Ülkelerin iklim hedeflerini daha iyi hale gelecek şekilde güncellemeleri ile birlikte fosil yakıtlardan çıkış elbette sivil toplumun temel taleplerinden. Taraflardan 1,5℃ hedefine ulaşmak için tek seçeneğin ekosistem bütünlüğü ve biyoçeşitliliği korurken fosil yakıtları hızlı şekilde terk etmek olduğu gerçeğini kabul etmeleri bekleniyor. Fosil yakıtlardan çıkış talebinde, planlanan kömürlü termik santral stoğu ve kömürden çıkış planı olmaması sebebiyle Türkiye talebin hedefinde olan ülkelerden. 
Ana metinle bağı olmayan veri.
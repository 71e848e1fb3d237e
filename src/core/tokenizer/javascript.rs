//! Client family tokenizer (JavaScript).
//!
//! `/` is ambiguous between division and the start of a pattern literal. The
//! tokenizer keeps a `div_mode` flag that is set after anything producing a
//! value (identifiers, literals, closing `)` / `]`) and cleared after
//! operators, opening punctuators, keywords and line terminators.

use std::sync::LazyLock;

use regex::Regex;

use super::{
    CharClasses, Cursor, LexicalDiagnostic, LexicalProblem, Token, TokenKind, Tokenized,
    TokenizerOptions, first_char_len, match_punctuator,
};

const KEYWORDS: &[&str] = &[
    "abstract", "await", "boolean", "break", "byte", "case", "catch", "char", "class", "const",
    "continue", "debugger", "default", "delete", "do", "double", "else", "enum", "export",
    "extends", "false", "final", "finally", "float", "for", "function", "goto", "if",
    "implements", "import", "in", "instanceof", "int", "interface", "let", "long", "native",
    "new", "null", "package", "private", "protected", "public", "return", "short", "static",
    "super", "switch", "synchronized", "this", "throw", "throws", "transient", "true", "try",
    "typeof", "var", "void", "volatile", "while", "with", "yield",
];

/// Longest first. `/` and `/=` are handled by the pattern literal logic.
const PUNCTUATORS: &[&str] = &[
    ">>>=", "...", "===", "!==", "**=", "<<=", ">>=", ">>>", "&&=", "||=", "??=", "=>", "==",
    "!=", "<=", ">=", "&&", "||", "??", "?.", "++", "--", "+=", "-=", "*=", "%=", "&=", "|=",
    "^=", "<<", ">>", "**", "{", "}", "(", ")", "[", "]", ";", ",", "<", ">", "+", "-", "*", "%",
    "&", "|", "^", "!", "~", "?", ":", "=", ".", "@", "#",
];

struct JsRules {
    double_quote: Regex,
    single_quote: Regex,
    pattern: Regex,
    number: Regex,
    line_comment: Regex,
    block_comment: Regex,
}

impl JsRules {
    fn build(classes: &CharClasses) -> Self {
        Self {
            double_quote: classes.rule(r#"(?s)^"(?:\\(?:\r\n|.)|[^"\\{BREAKS}])*""#),
            single_quote: classes.rule(r#"(?s)^'(?:\\(?:\r\n|.)|[^'\\{BREAKS}])*'"#),
            pattern: classes.rule(
                r"^/(?:\\[^{BREAKS}]|\[(?:\\[^{BREAKS}]|[^\]\\{BREAKS}])*\]|[^/\\\[{BREAKS}])+/[A-Za-z]*",
            ),
            number: classes.rule(
                r"(?i)^(?:0x[0-9a-f_]+|0b[01_]+|0o[0-7_]+|(?:\d[\d_]*(?:\.[\d_]*)?|\.\d[\d_]*)(?:e[+-]?\d+)?)n?",
            ),
            line_comment: classes.rule(r"^//[^{BREAKS}]*"),
            block_comment: classes.rule(r"(?s)^/\*.*?\*/"),
        }
    }

    fn get(unicode: bool) -> &'static JsRules {
        static UNICODE: LazyLock<JsRules> = LazyLock::new(|| JsRules::build(CharClasses::get(true)));
        static ASCII: LazyLock<JsRules> = LazyLock::new(|| JsRules::build(CharClasses::get(false)));
        if unicode { &UNICODE } else { &ASCII }
    }
}

/// Tokenizer over one JavaScript buffer. Consumed by iteration.
pub struct JsTokenizer<'a> {
    cursor: Cursor<'a>,
    options: TokenizerOptions,
    rules: &'static JsRules,
    div_mode: bool,
    diagnostics: Vec<LexicalDiagnostic>,
}

impl<'a> JsTokenizer<'a> {
    pub fn new(src: &'a str, options: TokenizerOptions) -> Self {
        Self {
            cursor: Cursor::new(src, CharClasses::get(options.unicode)),
            options,
            rules: JsRules::get(options.unicode),
            div_mode: false,
            diagnostics: Vec::new(),
        }
    }

    /// Diagnostics collected so far.
    pub fn diagnostics(&self) -> &[LexicalDiagnostic] {
        &self.diagnostics
    }

    pub fn tokenize(mut self) -> Tokenized {
        let tokens = self.by_ref().collect();
        Tokenized {
            tokens,
            diagnostics: self.diagnostics,
        }
    }

    fn lex_one(&mut self) -> Option<Token> {
        let rest = self.cursor.rest();
        let first = rest.chars().next()?;
        let rules = self.rules;

        match first {
            '"' | '\'' => {
                let rule = if first == '"' {
                    &rules.double_quote
                } else {
                    &rules.single_quote
                };
                self.div_mode = true;
                match rule.find(rest) {
                    Some(m) => Some(self.emit(TokenKind::StringLiteral, m.end())),
                    None => Some(self.unterminated(LexicalProblem::UnterminatedString)),
                }
            }
            '`' => {
                self.div_mode = true;
                match scan_template(rest) {
                    Some(len) => Some(self.emit(TokenKind::TemplateLiteral, len)),
                    None => Some(self.unterminated(LexicalProblem::UnterminatedString)),
                }
            }
            '/' => self.lex_slash(rest),
            _ => self.lex_other(rest, first),
        }
    }

    fn lex_slash(&mut self, rest: &'a str) -> Option<Token> {
        let rules = self.rules;

        if rest.starts_with("//") {
            let len = rules.line_comment.find(rest).map_or(rest.len(), |m| m.end());
            return self.comment(len);
        }

        if rest.starts_with("/*") {
            let len = match rules.block_comment.find(rest) {
                Some(m) => m.end(),
                None => {
                    self.report(LexicalProblem::UnterminatedComment);
                    rest.len()
                }
            };
            return self.comment(len);
        }

        if !self.div_mode {
            if let Some(m) = rules.pattern.find(rest) {
                self.div_mode = true;
                return Some(self.emit(TokenKind::Pattern, m.end()));
            }
            self.report(LexicalProblem::BadPattern);
            return Some(self.emit(TokenKind::Punctuator, 1));
        }

        self.div_mode = false;
        let len = if rest.starts_with("/=") { 2 } else { 1 };
        Some(self.emit(TokenKind::Punctuator, len))
    }

    fn lex_other(&mut self, rest: &'a str, first: char) -> Option<Token> {
        let classes = self.cursor.classes();

        if let Some(m) = classes.line_break_run.find(rest) {
            self.div_mode = false;
            return Some(self.emit(TokenKind::LineTerminator, m.end()));
        }

        if let Some(m) = classes.whitespace.find(rest) {
            return self.trivia(TokenKind::Whitespace, m.end(), self.options.emit_whitespace);
        }

        if starts_number(rest, first)
            && let Some(m) = self.rules.number.find(rest)
        {
            self.div_mode = true;
            return Some(self.emit(TokenKind::NumericLiteral, m.end()));
        }

        if let Some(m) = classes.identifier.find(rest) {
            let kind = if KEYWORDS.contains(&m.as_str()) {
                TokenKind::Keyword
            } else {
                TokenKind::Identifier
            };
            self.div_mode = kind == TokenKind::Identifier;
            return Some(self.emit(kind, m.end()));
        }

        if let Some(punct) = match_punctuator(rest, PUNCTUATORS) {
            // `a?.5:1` is a conditional, not optional chaining
            let len = if punct == "?." && rest[2..].starts_with(|c: char| c.is_ascii_digit()) {
                1
            } else {
                punct.len()
            };
            self.div_mode = matches!(punct, ")" | "]");
            return Some(self.emit(TokenKind::Punctuator, len));
        }

        self.report(LexicalProblem::UnrecognizedCharacter);
        Some(self.emit(TokenKind::Garbage, first_char_len(rest)))
    }

    fn emit(&mut self, kind: TokenKind, len: usize) -> Token {
        let (lexeme, line, column) = self.cursor.bump(len);
        Token {
            kind,
            lexeme: lexeme.to_string(),
            line,
            column,
        }
    }

    fn trivia(&mut self, kind: TokenKind, len: usize, keep: bool) -> Option<Token> {
        if keep {
            Some(self.emit(kind, len))
        } else {
            self.cursor.bump(len);
            None
        }
    }

    /// Comments are dropped unless requested, but a dropped comment spanning
    /// lines still yields a line terminator.
    fn comment(&mut self, len: usize) -> Option<Token> {
        if self.options.emit_comments {
            return Some(self.emit(TokenKind::Comment, len));
        }
        let spans_lines = self
            .cursor
            .classes()
            .last_break(&self.cursor.rest()[..len])
            .is_some();
        self.trivia(TokenKind::LineTerminator, len, spans_lines)
    }

    fn unterminated(&mut self, problem: LexicalProblem) -> Token {
        self.report(problem);
        let len = self.cursor.rest().len();
        self.emit(TokenKind::Garbage, len)
    }

    fn report(&mut self, problem: LexicalProblem) {
        let diagnostic = self.cursor.diagnostic(problem);
        tracing::trace!(%diagnostic, "lexical problem");
        self.diagnostics.push(diagnostic);
    }
}

impl Iterator for JsTokenizer<'_> {
    type Item = Token;

    fn next(&mut self) -> Option<Token> {
        while !self.cursor.is_eof() {
            if let Some(token) = self.lex_one() {
                return Some(token);
            }
        }
        None
    }
}

fn starts_number(rest: &str, first: char) -> bool {
    first.is_ascii_digit()
        || (first == '.' && rest[1..].starts_with(|c: char| c.is_ascii_digit()))
}

/// Byte length of the template literal at the start of `src`, including any
/// `${...}` substitutions. `None` when the template is not closed.
fn scan_template(src: &str) -> Option<usize> {
    let bytes = src.as_bytes();
    let mut i = 1;
    while i < bytes.len() {
        match bytes[i] {
            b'\\' => i += 2,
            b'`' => return Some(i + 1),
            b'$' if bytes.get(i + 1) == Some(&b'{') => i = scan_substitution(src, i + 2)?,
            _ => i += 1,
        }
    }
    None
}

/// Index right after the `}` closing a substitution that starts at `i`.
fn scan_substitution(src: &str, mut i: usize) -> Option<usize> {
    let bytes = src.as_bytes();
    let mut depth = 0usize;
    while i < bytes.len() {
        match bytes[i] {
            b'{' => depth += 1,
            b'}' if depth == 0 => return Some(i + 1),
            b'}' => depth -= 1,
            b'`' => {
                i += scan_template(&src[i..])?;
                continue;
            }
            quote @ (b'"' | b'\'') => {
                i = skip_quoted(bytes, i, quote)?;
                continue;
            }
            _ => {}
        }
        i += 1;
    }
    None
}

fn skip_quoted(bytes: &[u8], mut i: usize, quote: u8) -> Option<usize> {
    i += 1;
    while i < bytes.len() {
        match bytes[i] {
            b'\\' => i += 2,
            b if b == quote => return Some(i + 1),
            _ => i += 1,
        }
    }
    None
}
150'DEN FAZLA SİVİL TOPLUM KURULUŞUNUN İMZASI OLAN AÇIK MEKTUP 

İklim hareketinin COP26’dan en büyük beklentilerinden biri iklim finansmanı konusunda ilerleme kaydedilmesi. 150’den fazla sivil toplum kuruluşunun imzası olan bir açık mektupla gelişmiş ülkelerden üzerlerine düşen finansmanı sağlamamış olmalarını telafi etmeleri ve 2020-2025 yılları arasında toplam 600 milyar dolarlık finansman borçlarını ödemeleri talep edildi. WRI Finance tarafından yayınlanan, gelişmiş ülkelerin 100 milyar dolarlık iklim fonu konusunda üzerlerine düşenin ne kadarını yaptıklarını (daha çok yapmadıklarını) inceleyen rapora buradan ulaşabilirsiniz. 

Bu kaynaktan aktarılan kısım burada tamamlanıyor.